Hotel in Orlando, Florida

The Hyatt Regency Orlando is a 32-story, 1641-room resort hotel, directly connected to the Orange County Convention Center, located on International Drive in Orlando, Florida.

==History==
The hotel opened on November 1, 1986 as The Peabody Orlando, being a brand extension of the original Peabody Hotel in Memphis, Tennessee.

In 2010, a $450 million renovation of the hotel added a 31-story tower that doubled the number of rooms from 891 to 1641 and added a resort pool complex. This tower, standing 428 ft, is the second tallest building in metropolitan Orlando, surpassed only by the SunTrust Center.

On August 28, 2013, UST Hotel Joint Venture Ltd. sold The Peabody Orlando for $717 million, to Hyatt. The hotel was renamed Hyatt Regency Orlando on October 1, 2013.
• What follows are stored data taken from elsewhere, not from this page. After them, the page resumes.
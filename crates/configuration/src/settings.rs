use serde::Deserialize;
use std::path::PathBuf;

/// Used when neither the environment nor `config.toml` names a backend.
pub const DEFAULT_API_URL: &str = "http://localhost:3000/api";

/// The root configuration structure for the entire application.
#[derive(Debug, Clone, Default, Deserialize)]
#[serde(default)]
pub struct Config {
    pub api: ApiSettings,
    pub session: SessionSettings,
    pub instruments: InstrumentSettings,
    pub notifications: NotificationSettings,
    pub logging: LoggingSettings,
}

/// How to reach the trading backend.
#[derive(Debug, Clone, Deserialize)]
#[serde(default)]
pub struct ApiSettings {
    /// Base URL every endpoint path is appended to (e.g. "http://localhost:3000/api").
    pub base_url: String,
    /// Requests that take longer than this fail with a transport error.
    pub timeout_secs: u64,
    /// Upper bound on the number of orders requested per listing.
    pub orders_limit: u32,
    /// Default page size for the pending-orders listing.
    pub pending_limit: u32,
}

impl Default for ApiSettings {
    fn default() -> Self {
        Self {
            base_url: DEFAULT_API_URL.to_string(),
            timeout_secs: 10,
            orders_limit: 200,
            pending_limit: 10,
        }
    }
}

#[derive(Debug, Clone, Deserialize)]
#[serde(default)]
pub struct SessionSettings {
    /// The account shown when none is selected explicitly.
    pub default_user_id: u64,
}

impl Default for SessionSettings {
    fn default() -> Self {
        Self { default_user_id: 1 }
    }
}

/// Parameters of the instrument catalogue the trading flow offers.
#[derive(Debug, Clone, Deserialize)]
#[serde(default)]
pub struct InstrumentSettings {
    /// Query sent to `/instruments/search` to fill the catalogue.
    pub search_query: String,
    pub search_limit: u32,
    /// The `type` parameter of the market-data endpoint.
    pub market_data_type: String,
}

impl Default for InstrumentSettings {
    fn default() -> Self {
        Self {
            search_query: "acciones".to_string(),
            search_limit: 100,
            market_data_type: "ACCIONES".to_string(),
        }
    }
}

#[derive(Debug, Clone, Deserialize)]
#[serde(default)]
pub struct NotificationSettings {
    /// Delay after which a shown notification closes on its own.
    pub auto_hide_ms: u64,
}

impl Default for NotificationSettings {
    fn default() -> Self {
        Self { auto_hide_ms: 6000 }
    }
}

#[derive(Debug, Clone, Deserialize)]
#[serde(default)]
pub struct LoggingSettings {
    /// Filter directive used when `RUST_LOG` is not set.
    pub level: String,
    /// When set, logs are also written to a daily-rotated file in this directory.
    pub directory: Option<PathBuf>,
}

impl Default for LoggingSettings {
    fn default() -> Self {
        Self {
            level: "info".to_string(),
            directory: None,
        }
    }
}

/// Command-line overrides that take precedence over every other source.
#[derive(Debug, Clone, Default)]
#[cfg_attr(feature = "clap", derive(clap::Args))]
pub struct ConfigOverrides {
    /// Path to the configuration file.
    #[cfg_attr(feature = "clap", arg(long, global = true, default_value = "config.toml"))]
    pub config: PathBuf,

    /// Backend base URL (overrides TRADEDESK_API_URL and the config file).
    #[cfg_attr(feature = "clap", arg(long, global = true))]
    pub api_url: Option<String>,
}
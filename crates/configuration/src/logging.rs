use crate::error::ConfigError;
use crate::settings::LoggingSettings;
use tracing_appender::non_blocking::WorkerGuard;
use tracing_subscriber::{EnvFilter, fmt, layer::SubscriberExt, util::SubscriberInitExt};

/// Installs the global tracing subscriber.
///
/// `RUST_LOG` wins over the configured level. When a log directory is
/// configured a second, daily-rotated file layer is added; the returned guard
/// must be held for the lifetime of the program or buffered lines are lost.
pub fn init_tracing(settings: &LoggingSettings) -> Result<Option<WorkerGuard>, ConfigError> {
    let filter = EnvFilter::try_from_default_env()
        .or_else(|_| EnvFilter::try_new(&settings.level))
        .map_err(|e| ConfigError::Logging(e.to_string()))?;

    let stderr_layer = fmt::layer().with_writer(std::io::stderr).with_target(false);

    match &settings.directory {
        Some(dir) => {
            let appender = tracing_appender::rolling::daily(dir, "tradedesk.log");
            let (writer, guard) = tracing_appender::non_blocking(appender);
            tracing_subscriber::registry()
                .with(filter)
                .with(stderr_layer)
                .with(fmt::layer().with_ansi(false).with_writer(writer))
                .try_init()
                .map_err(|e| ConfigError::Logging(e.to_string()))?;
            Ok(Some(guard))
        }
        None => {
            tracing_subscriber::registry()
                .with(filter)
                .with(stderr_layer)
                .try_init()
                .map_err(|e| ConfigError::Logging(e.to_string()))?;
            Ok(None)
        }
    }
}
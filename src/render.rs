//! Terminal rendering of store snapshots.

use comfy_table::presets::UTF8_FULL;
use comfy_table::{Cell, Color, ContentArrangement, Table};
use core_types::{
    HealthStatus, Instrument, MarketDataPoint, Order, OrderStatus, Portfolio, format_currency,
    format_percentage,
};
use rust_decimal::Decimal;
use store::{ApiStatus, AppState, Notification, OrderStats, Severity};

fn table(header: &[&str]) -> Table {
    let mut table = Table::new();
    table
        .load_preset(UTF8_FULL)
        .set_content_arrangement(ContentArrangement::Dynamic)
        .set_header(header.to_vec());
    table
}

fn signed_cell(text: String, value: Decimal) -> Cell {
    let color = if value.is_sign_negative() && !value.is_zero() {
        Color::Red
    } else {
        Color::Green
    };
    Cell::new(text).fg(color)
}

pub fn print_portfolio(user_id: u64, portfolio: Option<&Portfolio>) {
    let Some(portfolio) = portfolio else {
        println!("No portfolio available for user {user_id}.");
        return;
    };

    let mut summary = table(&["Total value", "Available cash", "Reserved cash", "Return"]);
    summary.add_row(vec![
        Cell::new(format_currency(portfolio.total_value)),
        Cell::new(format_currency(portfolio.cash_balance.available)),
        Cell::new(format_currency(portfolio.cash_balance.reserved)),
        signed_cell(
            format!(
                "{} ({})",
                format_currency(portfolio.total_return),
                format_percentage(portfolio.total_return_percent)
            ),
            portfolio.total_return,
        ),
    ]);
    println!("Portfolio of user {user_id}\n{summary}");

    if portfolio.positions.is_empty() {
        println!("No open positions.");
        return;
    }

    let mut positions = table(&[
        "Ticker",
        "Name",
        "Quantity",
        "Available",
        "Price",
        "Market value",
        "Return",
    ]);
    for p in &portfolio.positions {
        let ret = match (p.total_return, p.total_return_percent) {
            (Some(amount), Some(pct)) => {
                signed_cell(format!("{} ({})", format_currency(amount), format_percentage(pct)), amount)
            }
            (Some(amount), None) => signed_cell(format_currency(amount), amount),
            _ => Cell::new("-"),
        };
        positions.add_row(vec![
            Cell::new(&p.ticker),
            Cell::new(&p.name),
            Cell::new(p.quantity.total.normalize()),
            Cell::new(p.quantity.available().normalize()),
            Cell::new(format_currency(p.current_price)),
            Cell::new(format_currency(p.market_value)),
            ret,
        ]);
    }
    println!("{positions}");
}

pub fn print_order_stats(stats: &OrderStats) {
    println!(
        "Orders: {} total | {} filled | {} pending | {} cancelled | {} rejected",
        stats.total, stats.filled, stats.pending, stats.cancelled, stats.rejected
    );
}

fn status_cell(status: OrderStatus) -> Cell {
    let color = match status {
        OrderStatus::Filled => Color::Green,
        OrderStatus::New => Color::Yellow,
        OrderStatus::Rejected => Color::Red,
        OrderStatus::Cancelled | OrderStatus::Unknown => Color::Grey,
    };
    Cell::new(status).fg(color)
}

pub fn print_orders(orders: &[Order]) {
    if orders.is_empty() {
        println!("No orders to show.");
        return;
    }
    let mut t = table(&["ID", "Date", "Ticker", "Side", "Type", "Size", "Price", "Status"]);
    for order in orders {
        let date = order
            .timestamp()
            .map(|ts| ts.format("%Y-%m-%d %H:%M").to_string())
            .unwrap_or_else(|| "-".to_string());
        t.add_row(vec![
            Cell::new(order.id),
            Cell::new(date),
            Cell::new(order.ticker().unwrap_or("-")),
            Cell::new(order.side),
            Cell::new(order.order_type),
            Cell::new(order.size.normalize()),
            Cell::new(order.price.map(format_currency).unwrap_or_else(|| "-".to_string())),
            status_cell(order.status),
        ]);
    }
    println!("{t}");
}

pub fn print_instruments(instruments: &[Instrument]) {
    if instruments.is_empty() {
        println!("No instruments available.");
        return;
    }
    let mut t = table(&["ID", "Ticker", "Name"]);
    for i in instruments {
        t.add_row(vec![Cell::new(i.id), Cell::new(&i.ticker), Cell::new(&i.name)]);
    }
    println!("{t}");
}

pub fn print_quote(instrument: &Instrument, quote: &MarketDataPoint) {
    let dash = || "-".to_string();
    let mut t = table(&["Ticker", "Date", "Price", "Open", "High", "Low", "Previous close"]);
    t.add_row(vec![
        Cell::new(&instrument.ticker),
        Cell::new(&quote.date),
        Cell::new(format_currency(quote.current_price())),
        Cell::new(quote.open.map(format_currency).unwrap_or_else(dash)),
        Cell::new(quote.high.map(format_currency).unwrap_or_else(dash)),
        Cell::new(quote.low.map(format_currency).unwrap_or_else(dash)),
        Cell::new(quote.previous_close.map(format_currency).unwrap_or_else(dash)),
    ]);
    println!("{t}");
}

pub fn print_amounts(label: &str, available: Decimal, amounts: &[Decimal]) {
    println!("Available cash: {}", format_currency(available));
    if amounts.is_empty() {
        println!("No quick {label} amounts available.");
        return;
    }
    let list: Vec<String> = amounts.iter().map(|a| format_currency(*a)).collect();
    println!("Quick {label} amounts: {}", list.join(", "));
}

pub fn print_api_status(base_url: &str, status: &ApiStatus) {
    match status {
        ApiStatus::Online(HealthStatus { status, timestamp }) => {
            let at = timestamp.as_deref().unwrap_or("-");
            println!("API online at {base_url} (status {status}, {at})");
        }
        ApiStatus::Offline(reason) => println!("API offline at {base_url}: {reason}"),
    }
}

/// Prints the most recent notification, if any workflow raised one.
pub fn print_notification(state: &AppState) {
    let Notification {
        id,
        message,
        severity,
        ..
    } = &state.notification;
    if id.is_none() || message.is_empty() {
        return;
    }
    let tag = match severity {
        Severity::Success => "ok",
        Severity::Error => "error",
        Severity::Warning => "warning",
        Severity::Info => "info",
    };
    println!("[{tag}] {message}");
}
//! Scenario: order counts do not depend on the displayed filter.
//!
//! The counters above the order list are always computed from an unfiltered
//! listing. Narrowing the filter first refreshes the counts from the full
//! listing, then loads only the matching subset for display.

mod common;

use common::{FakeBackend, mixed_orders, portfolio, store_for};
use core_types::{OrderStatus, StatusFilter};
use rust_decimal_macros::dec;
use store::{OrderStats, Severity, StoreError};

const FULL_COUNTS: OrderStats = OrderStats {
    total: 7,
    filled: 3,
    pending: 2,
    cancelled: 1,
    rejected: 1,
};

#[tokio::test]
async fn narrowing_the_filter_keeps_counts_of_the_full_listing() {
    let backend = FakeBackend::new();
    backend
        .with_portfolio(1, portfolio(dec!(10000), vec![]))
        .with_orders(1, mixed_orders());
    let store = store_for(&backend);

    store.fetch_orders(StatusFilter::All).await.unwrap();
    let state = store.snapshot();
    assert_eq!(state.orders.len(), 7);
    assert_eq!(state.order_stats, FULL_COUNTS);

    store.set_order_filter(StatusFilter::Filled).await.unwrap();
    let state = store.snapshot();
    assert_eq!(state.orders_filter, StatusFilter::Filled);
    assert_eq!(state.orders.len(), 3);
    assert!(state.orders.iter().all(|o| o.status == OrderStatus::Filled));
    assert_eq!(state.order_stats, FULL_COUNTS);

    // One unfiltered listing for the counts, then the filtered one.
    let calls = backend.calls();
    assert_eq!(
        &calls[calls.len() - 2..],
        [
            "GET /orders/user/1?limit=200",
            "GET /orders/user/1?status=FILLED&limit=200",
        ]
    );
}

#[tokio::test]
async fn switching_back_to_all_needs_a_single_listing() {
    let backend = FakeBackend::new();
    backend.with_orders(1, mixed_orders());
    let store = store_for(&backend);

    store.set_order_filter(StatusFilter::Rejected).await.unwrap();
    assert_eq!(store.snapshot().orders.len(), 1);

    let before = backend.count("GET /orders");
    store.set_order_filter(StatusFilter::All).await.unwrap();
    assert_eq!(backend.count("GET /orders"), before + 1);

    let state = store.snapshot();
    assert_eq!(state.orders.len(), 7);
    assert_eq!(state.order_stats, FULL_COUNTS);
}

#[tokio::test]
async fn failed_count_refresh_stops_before_the_filtered_listing() {
    let backend = FakeBackend::new();
    backend.with_orders(1, mixed_orders());
    let store = store_for(&backend);
    store.fetch_orders(StatusFilter::All).await.unwrap();

    backend.fail("orders");
    let err = store.set_order_filter(StatusFilter::New).await.unwrap_err();
    assert!(matches!(err, StoreError::Api(_)));

    let state = store.snapshot();
    // The filter change itself is applied, the displayed data is not touched.
    assert_eq!(state.orders_filter, StatusFilter::New);
    assert_eq!(state.orders.len(), 7);
    assert_eq!(state.order_stats, FULL_COUNTS);
    assert_eq!(state.notification.message, "Failed to filter orders");
    assert_eq!(state.notification.severity, Severity::Error);
    assert!(!state.loading.orders);
    assert_eq!(backend.count("GET /orders/user/1?status=NEW"), 0);
}

#[tokio::test]
async fn refresh_uses_the_active_filter() {
    let backend = FakeBackend::new();
    backend
        .with_portfolio(1, portfolio(dec!(500), vec![]))
        .with_orders(1, mixed_orders());
    let store = store_for(&backend);

    store.set_order_filter(StatusFilter::New).await.unwrap();
    let outcome = store.refresh_session_data().await;
    assert!(outcome.is_ok());

    assert_eq!(backend.count("GET /orders/user/1?status=NEW"), 2);
    let state = store.snapshot();
    assert_eq!(state.orders.len(), 2);
    assert_eq!(state.order_stats, FULL_COUNTS);
    assert!(!state.loading.any());
}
In 2024, Hyatt announced that it had agreed to sell the hotel and 45 acres of adjacent land to RIDA Development Corporation and Ares Management Real Estate for $1.07 billion. Hyatt continues operating the hotel through a long-term management agreement. Hyatt president and CEO Mark S. Hoplamazian called this “the largest single-asset sale in Hyatt history.” The new owners announced they will construct a new Grand Hyatt-branded hotel on the adjoining undeveloped land.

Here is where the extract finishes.